Firstly, most GBPs detected on US are in fact cholesterol polyps which poses little risk in becoming malignant. Previous studies have also shown that most small polyps, especially those less than 5mm were in fact hyperplastic or cholesterol polyps on histology [9,10,16,19,20]. Most of our resected gallbladder specimens found no histological evidence of polyps despite US showing otherwise. Moreover, it is often impossible to differentiate between a true adenomatous versus cholesterol polyp based on US alone. In addition, there are currently no strong evidenced-based guidelines as to how frequent the interval for surveillance or the duration of follow-up should be. Our study showed that most of these polyps are less than 10mm and only a small number increases in size over the 5 years follow up, with an average scan interval of approximately 1-year duration. Surveillance scans performed 1-2 years after the index US would not have detected any significant change in these patients. We did not find any risk factors linked to polyp growth within our study population that could help stratify different surveillance protocols. Other studies have also shown that the majority of GBP are less than 10mm in size and showed little change subsequently [3,11,15,21].

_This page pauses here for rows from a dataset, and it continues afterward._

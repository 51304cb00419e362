use super::deleted;
use crate::{
    auth::{AdminUser, CurrentUser},
    db::participants::{self, ParticipantChanges},
    error::AppError,
    extract::AppJson,
    models::{Participant, ParticipantRow},
    pricing::AddOns,
    registration::{self, BulkStudent, OnBehalfRegistration, can_manage},
    state::AppState,
};
use axum::{
    Json,
    extract::{Path, Query, State},
    http::StatusCode,
};
use chrono::{Duration, Utc};
use serde::{Deserialize, Serialize};

pub const PURGE_AFTER_DAYS: i64 = 7;

#[derive(Debug, Default, Deserialize)]
#[serde(rename_all = "camelCase")]
pub struct ListQuery {
    #[serde(default)]
    include_deleted: bool,
}

pub async fn list_participants(
    State(app_state): State<AppState>,
    _admin: AdminUser,
    Query(query): Query<ListQuery>,
) -> Result<Json<Vec<ParticipantRow>>, AppError> {
    let rows = participants::list(&app_state.pool, query.include_deleted).await?;
    Ok(Json(rows))
}

pub async fn my_registrations(
    State(app_state): State<AppState>,
    CurrentUser(user): CurrentUser,
) -> Result<Json<Vec<ParticipantRow>>, AppError> {
    let rows = participants::list_registered_by(&app_state.pool, user.id).await?;
    Ok(Json(rows))
}

pub async fn get_participant(
    State(app_state): State<AppState>,
    CurrentUser(user): CurrentUser,
    Path(id): Path<i64>,
) -> Result<Json<ParticipantRow>, AppError> {
    let row = participants::find_row(&app_state.pool, id)
        .await?
        .ok_or_else(|| AppError::not_found("Participant not found"))?;
    if !can_manage(&user, &row.participant) {
        return Err(AppError::forbidden(
            "You do not have permission to view this participant",
        ));
    }
    Ok(Json(row))
}

pub async fn create_participant(
    State(app_state): State<AppState>,
    AdminUser(admin): AdminUser,
    AppJson(payload): AppJson<BulkStudent>,
) -> Result<(StatusCode, Json<Participant>), AppError> {
    let entry = OnBehalfRegistration::from_student(payload)?;
    let (participant, email) = registration::register_on_behalf(&app_state, &admin, entry)
        .await
        .map_err(|e| match e {
            AppError::Conflict(_) => AppError::conflict("This person is already registered"),
            other => other,
        })?;
    tracing::info!(
        participant_id = participant.id,
        admin_id = admin.id,
        %email,
        "participant created by admin"
    );
    Ok((StatusCode::CREATED, Json(participant)))
}

#[derive(Debug, Deserialize)]
#[serde(rename_all = "camelCase")]
pub struct ReplaceParticipant {
    #[serde(default)]
    registrant_first_name: String,
    #[serde(default)]
    registrant_last_name: String,
    phone: Option<String>,
    package_type: Option<String>,
    #[serde(default)]
    guinness_record_attempt: bool,
    #[serde(default)]
    greek_night: bool,
    total_price: Option<u32>,
    #[serde(default)]
    checked_in: bool,
}

fn non_blank(value: &str, message: &str) -> Result<String, AppError> {
    let value = value.trim();
    if value.is_empty() {
        return Err(AppError::validation(message));
    }
    Ok(value.to_string())
}

fn clean_phone(phone: Option<String>) -> Option<String> {
    phone.map(|p| p.trim().to_string()).filter(|p| !p.is_empty())
}

async fn existing(app_state: &AppState, id: i64) -> Result<Participant, AppError> {
    participants::find_by_id(&app_state.pool, id)
        .await?
        .ok_or_else(|| AppError::not_found("Participant not found"))
}

async fn save(
    app_state: &AppState,
    id: i64,
    changes: ParticipantChanges,
) -> Result<Json<Participant>, AppError> {
    let participant = participants::update(&app_state.pool, id, &changes)
        .await?
        .ok_or_else(|| AppError::not_found("Participant not found"))?;
    tracing::info!(
        participant_id = id,
        package = %participant.package_type,
        total_price = participant.total_price,
        "participant updated"
    );
    Ok(Json(participant))
}

pub async fn replace_participant(
    State(app_state): State<AppState>,
    _admin: AdminUser,
    Path(id): Path<i64>,
    AppJson(payload): AppJson<ReplaceParticipant>,
) -> Result<Json<Participant>, AppError> {
    existing(&app_state, id).await?;
    let (package, add_ons, total_price) = registration::price_selection(
        payload.package_type.as_deref(),
        AddOns::new(payload.guinness_record_attempt, payload.greek_night),
        payload.total_price,
    )?;
    let changes = ParticipantChanges {
        first_name: non_blank(&payload.registrant_first_name, "First name is required")?,
        last_name: non_blank(&payload.registrant_last_name, "Last name is required")?,
        phone: clean_phone(payload.phone),
        package,
        add_ons,
        total_price,
        checked_in: payload.checked_in,
    };
    save(&app_state, id, changes).await
}

#[derive(Debug, Default, Deserialize)]
#[serde(rename_all = "camelCase")]
pub struct PatchParticipant {
    registrant_first_name: Option<String>,
    registrant_last_name: Option<String>,
    phone: Option<String>,
    package_type: Option<String>,
    guinness_record_attempt: Option<bool>,
    greek_night: Option<bool>,
    total_price: Option<u32>,
    checked_in: Option<bool>,
}

impl PatchParticipant {
    fn touches_price(&self) -> bool {
        self.package_type.is_some()
            || self.guinness_record_attempt.is_some()
            || self.greek_night.is_some()
            || self.total_price.is_some()
    }
}

pub async fn patch_participant(
    State(app_state): State<AppState>,
    _admin: AdminUser,
    Path(id): Path<i64>,
    AppJson(payload): AppJson<PatchParticipant>,
) -> Result<Json<Participant>, AppError> {
    let current = existing(&app_state, id).await?;

    let (package, add_ons, total_price) = if payload.touches_price() {
        let package_type = payload
            .package_type
            .clone()
            .unwrap_or_else(|| current.package_type.to_string());
        let bought = current.package_type.purchased_add_ons(current.add_ons());
        registration::price_selection(
            Some(&package_type),
            AddOns::new(
                payload.guinness_record_attempt.unwrap_or(bought.guinness),
                payload.greek_night.unwrap_or(bought.greek_night),
            ),
            payload.total_price,
        )?
    } else {
        let total = u32::try_from(current.total_price)
            .map_err(|e| AppError::Internal(e.to_string()))?;
        (current.package_type, current.add_ons(), total)
    };

    let first_name = match &payload.registrant_first_name {
        Some(name) => non_blank(name, "First name is required")?,
        None => current.registrant_first_name,
    };
    let last_name = match &payload.registrant_last_name {
        Some(name) => non_blank(name, "Last name is required")?,
        None => current.registrant_last_name,
    };
    let phone = match payload.phone {
        Some(phone) => clean_phone(Some(phone)),
        None => current.phone,
    };

    let changes = ParticipantChanges {
        first_name,
        last_name,
        phone,
        package,
        add_ons,
        total_price,
        checked_in: payload.checked_in.unwrap_or(current.checked_in),
    };
    save(&app_state, id, changes).await
}

/// Soft delete. The registrant, their registrar and admins may do this.
pub async fn delete_participant(
    State(app_state): State<AppState>,
    CurrentUser(user): CurrentUser,
    Path(id): Path<i64>,
) -> Result<StatusCode, AppError> {
    let participant = existing(&app_state, id).await?;
    if !can_manage(&user, &participant) {
        return Err(AppError::forbidden(
            "You do not have permission to delete this registration",
        ));
    }
    let found = participants::soft_delete(&app_state.pool, id, user.id, Utc::now())
        .await?
        .is_some();
    if found {
        tracing::info!(participant_id = id, deleted_by = user.id, "participant soft-deleted");
    }
    deleted(found, "Participant")
}

pub async fn restore_participant(
    State(app_state): State<AppState>,
    CurrentUser(user): CurrentUser,
    Path(id): Path<i64>,
) -> Result<Json<Participant>, AppError> {
    let participant = existing(&app_state, id).await?;
    if !can_manage(&user, &participant) {
        return Err(AppError::forbidden(
            "You do not have permission to restore this registration",
        ));
    }
    let restored = participants::restore(&app_state.pool, id)
        .await?
        .ok_or_else(|| AppError::not_found("Participant not found"))?;
    tracing::info!(participant_id = id, restored_by = user.id, "participant restored");
    Ok(Json(restored))
}

#[derive(Debug, Serialize)]
pub struct CleanupResponse {
    purged: usize,
    ids: Vec<i64>,
}

pub async fn cleanup_participants(
    State(app_state): State<AppState>,
    _admin: AdminUser,
) -> Result<Json<CleanupResponse>, AppError> {
    let cutoff = Utc::now() - Duration::days(PURGE_AFTER_DAYS);
    let ids = participants::purge_deleted_before(&app_state.pool, cutoff).await?;
    tracing::info!(purged = ids.len(), ?ids, "purged soft-deleted participants");
    Ok(Json(CleanupResponse {
        purged: ids.len(),
        ids,
    }))
}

A study by a Korean group showed no detected cases of malignancy in small GBP after a median follow-up duration of 72 months.3 Longer follow-up studies of GBP by Kratzer et al and Eelkema et al showed no cases of gallbladder malignancy after 7 and 15 years respectively [11,16]. However, due to the perceived association between polyps and carcinoma, some authors are strong advocates of close annual or even 6-monthly surveillance scans [8-10]. The significant number of patients without any follow-up US that were excluded in our study reflects the clinical conundrum where there is a lack of definitive surveillance protocol and that GBP are often managed by more than one discipline, i.e. surgical and medical. The higher proportion of males detected with GBP probably stems from a selection bias in our population group as a significant proportion of the scans performed were for surveillance of hepatocellular carcinoma in patients with hepatitis, which is more prevalent within the Chinese male population. Our study suffers from the usual limitations of a retrospective analysis. Another issue would be the accuracy and reproducibility of US measurements for GBP. While specificity of US for GBP is high (94%), sensitivity ranges from 34-90%, with the presence of gallstones greatly affecting the accuracy of the scan [18-25].

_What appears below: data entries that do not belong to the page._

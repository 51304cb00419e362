//! Hotel booking quotes and submission checks.

use crate::error::AppError;
use crate::models::Hotel;
use chrono::NaiveDate;
use regex::Regex;
use serde::Serialize;
use std::sync::LazyLock;

static EMAIL_RE: LazyLock<Regex> =
    LazyLock::new(|| Regex::new(r"^[^\s@]+@[^\s@]+\.[^\s@]+$").expect("valid email regex"));

pub fn is_valid_email(email: &str) -> bool {
    EMAIL_RE.is_match(email.trim())
}

/// Number of guests a room type sleeps, read off its label.
pub fn guest_count_for_room_type(label: &str) -> usize {
    let label = label.to_lowercase();
    [("single", 1), ("double", 2), ("triple", 3), ("quadruple", 4)]
        .into_iter()
        .find(|(needle, _)| label.contains(needle))
        .map_or(1, |(_, count)| count)
}

#[derive(Debug, Clone, Copy, Default, PartialEq, Serialize)]
#[serde(rename_all = "camelCase")]
pub struct BookingQuote {
    pub nights: i64,
    pub room_price: f64,
    pub total_room_cost: f64,
    pub city_tax: f64,
    pub grand_total: f64,
}

pub fn price_booking(
    hotel: &Hotel,
    room_type: Option<&str>,
    check_in: Option<NaiveDate>,
    check_out: Option<NaiveDate>,
) -> BookingQuote {
    let (Some(room_type), Some(check_in), Some(check_out)) = (room_type, check_in, check_out)
    else {
        return BookingQuote::default();
    };
    if room_type.trim().is_empty() {
        return BookingQuote::default();
    }

    let nights = (check_out - check_in).num_days();
    let room_price = hotel
        .room_types
        .get(room_type)
        .map_or(0.0, |rate| rate.price);
    let total_room_cost = room_price * nights as f64;
    let city_tax = hotel.city_tax.unwrap_or(0.0) * nights as f64;

    BookingQuote {
        nights,
        room_price,
        total_room_cost,
        city_tax,
        grand_total: total_room_cost + city_tax,
    }
}

#[derive(Debug, Clone, PartialEq, Eq, thiserror::Error)]
pub enum BookingError {
    #[error("Expected {expected} guest name(s) for this room type, got {got}")]
    GuestNameMismatch { expected: usize, got: usize },
    #[error("All guest names are required")]
    BlankGuestName,
    #[error("Check-in date cannot be in the past")]
    CheckInInPast,
    #[error("Check-out date must be after check-in date")]
    CheckOutNotAfterCheckIn,
    #[error("Please enter a valid email address")]
    InvalidEmail,
    #[error("Phone number is required")]
    MissingPhone,
}

impl From<BookingError> for AppError {
    fn from(err: BookingError) -> Self {
        AppError::Validation(err.to_string())
    }
}

/// The guest-supplied part of a booking, checked before it is stored.
#[derive(Debug, Clone, Copy)]
pub struct BookingDraft<'a> {
    pub room_type: &'a str,
    pub guest_names: &'a [String],
    pub email: &'a str,
    pub phone: &'a str,
    pub check_in: NaiveDate,
    pub check_out: NaiveDate,
}

pub fn validate_guest_names(room_type: &str, names: &[String]) -> Result<(), BookingError> {
    let expected = guest_count_for_room_type(room_type);
    if names.len() != expected {
        return Err(BookingError::GuestNameMismatch {
            expected,
            got: names.len(),
        });
    }
    if names.iter().any(|n| n.trim().is_empty()) {
        return Err(BookingError::BlankGuestName);
    }
    Ok(())
}

pub fn validate_booking(draft: &BookingDraft<'_>, today: NaiveDate) -> Result<(), BookingError> {
    if draft.check_in < today {
        return Err(BookingError::CheckInInPast);
    }
    if draft.check_out <= draft.check_in {
        return Err(BookingError::CheckOutNotAfterCheckIn);
    }
    if !is_valid_email(draft.email) {
        return Err(BookingError::InvalidEmail);
    }
    validate_guest_names(draft.room_type, draft.guest_names)?;
    if draft.phone.trim().is_empty() {
        return Err(BookingError::MissingPhone);
    }
    Ok(())
}

#[cfg(test)]
mod tests {
    use super::*;
    use crate::models::RoomRate;
    use std::collections::HashMap;

    fn date(y: i32, m: u32, d: u32) -> NaiveDate {
        NaiveDate::from_ymd_opt(y, m, d).unwrap()
    }

    fn hotel(city_tax: Option<f64>) -> Hotel {
        let mut rooms = HashMap::new();
        rooms.insert(
            "Deluxe Double Room".to_string(),
            RoomRate {
                price: 100.0,
                info: None,
            },
        );
        Hotel {
            city_tax,
            room_types: sqlx::types::Json(rooms),
            ..Hotel::default()
        }
    }

    #[test]
    fn guest_count_follows_label() {
        assert_eq!(guest_count_for_room_type("Deluxe Double Room"), 2);
        assert_eq!(guest_count_for_room_type("SINGLE"), 1);
        assert_eq!(guest_count_for_room_type("Family Triple"), 3);
        assert_eq!(guest_count_for_room_type("quadruple sea view"), 4);
        assert_eq!(guest_count_for_room_type("Suite"), 1);
    }

    #[test]
    fn quote_adds_city_tax_per_night() {
        let quote = price_booking(
            &hotel(Some(5.0)),
            Some("Deluxe Double Room"),
            Some(date(2026, 6, 10)),
            Some(date(2026, 6, 13)),
        );
        assert_eq!(quote.nights, 3);
        assert_eq!(quote.room_price, 100.0);
        assert_eq!(quote.total_room_cost, 300.0);
        assert_eq!(quote.city_tax, 15.0);
        assert_eq!(quote.grand_total, 315.0);
    }

    #[test]
    fn quote_without_city_tax() {
        let quote = price_booking(
            &hotel(None),
            Some("Deluxe Double Room"),
            Some(date(2026, 6, 10)),
            Some(date(2026, 6, 12)),
        );
        assert_eq!(quote.city_tax, 0.0);
        assert_eq!(quote.grand_total, 200.0);
    }

    #[test]
    fn quote_is_zero_until_every_input_is_set() {
        let h = hotel(Some(5.0));
        let zero = BookingQuote::default();
        let room = Some("Deluxe Double Room");
        let (check_in, check_out) = (Some(date(2026, 6, 10)), Some(date(2026, 6, 13)));
        assert_eq!(price_booking(&h, None, check_in, check_out), zero);
        assert_eq!(price_booking(&h, room, None, check_out), zero);
        assert_eq!(price_booking(&h, room, check_in, None), zero);
    }

    fn draft<'a>(
        names: &'a [String],
        check_in: NaiveDate,
        check_out: NaiveDate,
    ) -> BookingDraft<'a> {
        BookingDraft {
            room_type: "Deluxe Double Room",
            guest_names: names,
            email: "guest@example.com",
            phone: "+30 123",
            check_in,
            check_out,
        }
    }

    #[test]
    fn booking_checks_dates_against_today() {
        let names = vec!["Ann Smith".to_string(), "Bob Smith".to_string()];
        let today = date(2026, 6, 10);
        assert_eq!(validate_booking(&draft(&names, today, date(2026, 6, 11)), today), Ok(()));
        assert_eq!(
            validate_booking(&draft(&names, date(2026, 6, 9), date(2026, 6, 11)), today),
            Err(BookingError::CheckInInPast)
        );
        assert_eq!(
            validate_booking(&draft(&names, today, today), today),
            Err(BookingError::CheckOutNotAfterCheckIn)
        );
    }

    #[test]
    fn booking_requires_one_name_per_guest() {
        let today = date(2026, 6, 10);
        let one = vec!["Ann Smith".to_string()];
        assert_eq!(
            validate_booking(&draft(&one, today, date(2026, 6, 12)), today),
            Err(BookingError::GuestNameMismatch { expected: 2, got: 1 })
        );
        let blank = vec!["Ann Smith".to_string(), "  ".to_string()];
        assert_eq!(
            validate_booking(&draft(&blank, today, date(2026, 6, 12)), today),
            Err(BookingError::BlankGuestName)
        );
    }

    #[test]
    fn booking_requires_contact_details() {
        let today = date(2026, 6, 10);
        let names = vec!["Ann Smith".to_string(), "Bob Smith".to_string()];
        let mut d = draft(&names, today, date(2026, 6, 12));
        d.email = "not-an-email";
        assert_eq!(validate_booking(&d, today), Err(BookingError::InvalidEmail));
        d.email = "guest@example.com";
        d.phone = " ";
        assert_eq!(validate_booking(&d, today), Err(BookingError::MissingPhone));
    }

    #[test]
    fn email_shape() {
        assert!(is_valid_email("a@b.gr"));
        assert!(!is_valid_email("a@b"));
        assert!(!is_valid_email("a b@c.de"));
    }
}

Nonetheless, it remains the diagnostic modality of choice for GBP as it offers good spatial resolution compared to CT and MRI. US can detect movement, which helps to differentiate polyps from stones. It is also cheaper, making it more suitable for long-term surveillance. In conclusion, our study shows that the majority of GBP are smaller than 10mm and they rarely grow significantly or turn malignant in the short term. Current scientific evidence and opinions dictates that we should offer surveillance for GBP; however our results suggest that a surveillance interval of 1-2 years is reasonable for low risk GBP. Data from longer follow-up may potentially support the practice of discharging patients with small GBP without any form of surveillance.